What you should do:
Starting at the top of the data and ending with the line that holds "pub struct UserDeletedClassifier;", transcribe each line exactly; include both ends.

Data excerpts:

....

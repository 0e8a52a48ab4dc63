use feed_engine_pipeline::errors::ProcessorError;
use feed_engine_pipeline::processor::{Classify, EventPlan, Removal, payload};
use feed_engine_shared::types::Event;

/// A user account was deleted: references to the user disappear and the
/// user's own aggregates are purged.
pub struct UserDeletedClassifier;

impl Classify for UserDeletedClassifier {
    fn classify(&self, event: &Event) -> Result<Option<EventPlan>, ProcessorError> {
        Ok(Some(
            EventPlan::new()
                .remove(Removal::everywhere(event.entity()))
                .purge_owner(event.entity_id),
        ))
    }
}

/// A user switched language; their aggregates are re-tagged.
pub struct UserLanguageClassifier;

impl Classify for UserLanguageClassifier {
    fn classify(&self, event: &Event) -> Result<Option<EventPlan>, ProcessorError> {
        let language = payload::optional_str(event, "language")?.map(str::to_string);
        Ok(Some(EventPlan::new().relanguage(event.entity_id, language)))
    }
}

....

Response below:
repository 0e8a52a48ab4dc63
use feed_engine_pipeline::errors::ProcessorError;
use feed_engine_pipeline::processor::{Classify, EventPlan, Removal, payload};
use feed_engine_shared::types::Event;

/// A user account was deleted: references to the user disappear and the
/// user's own aggregates are purged.
pub struct UserDeletedClassifier;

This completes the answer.